----- Record excerpts
use crate::entry::{CredentialEntry, FetchedEntry};

/// The store of credential entries. It is the only authority on
/// identifier uniqueness; mutations report plain success/failure.
///
/// Handles are shared between the edit flow and the live list, so every
/// method takes `&self`; implementations keep their state behind interior
/// mutability.
pub trait KeyBackend {
    /// All entries with their current codes. `None` when the store is
    /// unavailable.
    fn fetch_entries(&self) -> Option<Vec<FetchedEntry>>;

    fn resolve_by_identifier(&self, identifier: &str) -> Option<CredentialEntry>;

    fn add_entry(&self, entry: &CredentialEntry) -> bool;

    /// Replace the entry currently stored as `original` (the identifier may
    /// change).
    fn update_entry(&self, original: &str, entry: &CredentialEntry) -> bool;

    fn delete_entry(&self, identifier: &str) -> bool;

    fn increment_hotp_counter(&self, identifier: &str) -> bool;

    /// Character set / length check of `secret` for the encoding `code`.
    fn is_properly_encoded(&self, encoding: i32, secret: &str) -> bool;
}

/// Parameters decoded from a scanned code, offered to an edit in progress.
pub trait ImportSource {
    fn secret(&self) -> Option<String>;

    /// Candidate identifier.
    fn label(&self) -> Option<String>;

    /// Raw digit count as found in the scan.
    fn digit_count(&self) -> Option<String>;

    /// OTP type code hint.
    fn otp_type(&self) -> Option<i32>;

    fn issuer(&self) -> Option<String> {
        None
    }

    fn hash_algorithm(&self) -> Option<i32> {
        None
    }

    fn period(&self) -> Option<i64> {
        None
    }

    fn counter(&self) -> Option<i64> {
        None
    }

    /// False when nothing (or nothing OTP-shaped) was scanned, e.g. the
    /// user cancelled the scanner.
    fn is_ready_to_import(&self) -> bool;
}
----------
**Task to carry out:** A faithful copy of all the material is the required answer.

**Task answer:**
use crate::entry::{CredentialEntry, FetchedEntry};

/// The store of credential entries. It is the only authority on
/// identifier uniqueness; mutations report plain success/failure.
///
/// Handles are shared between the edit flow and the live list, so every
/// method takes `&self`; implementations keep their state behind interior
/// mutability.
pub trait KeyBackend {
    /// All entries with their current codes. `None` when the store is
    /// unavailable.
    fn fetch_entries(&self) -> Option<Vec<FetchedEntry>>;

    fn resolve_by_identifier(&self, identifier: &str) -> Option<CredentialEntry>;

    fn add_entry(&self, entry: &CredentialEntry) -> bool;

    /// Replace the entry currently stored as `original` (the identifier may
    /// change).
    fn update_entry(&self, original: &str, entry: &CredentialEntry) -> bool;

    fn delete_entry(&self, identifier: &str) -> bool;

    fn increment_hotp_counter(&self, identifier: &str) -> bool;

    /// Character set / length check of `secret` for the encoding `code`.
    fn is_properly_encoded(&self, encoding: i32, secret: &str) -> bool;
}

/// Parameters decoded from a scanned code, offered to an edit in progress.
pub trait ImportSource {
    fn secret(&self) -> Option<String>;

    /// Candidate identifier.
    fn label(&self) -> Option<String>;

    /// Raw digit count as found in the scan.
    fn digit_count(&self) -> Option<String>;

    /// OTP type code hint.
    fn otp_type(&self) -> Option<i32>;

    fn issuer(&self) -> Option<String> {
        None
    }

    fn hash_algorithm(&self) -> Option<i32> {
        None
    }

    fn period(&self) -> Option<i64> {
        None
    }

    fn counter(&self) -> Option<i64> {
        None
    }

    /// False when nothing (or nothing OTP-shaped) was scanned, e.g. the
    /// user cancelled the scanner.
    fn is_ready_to_import(&self) -> bool;
}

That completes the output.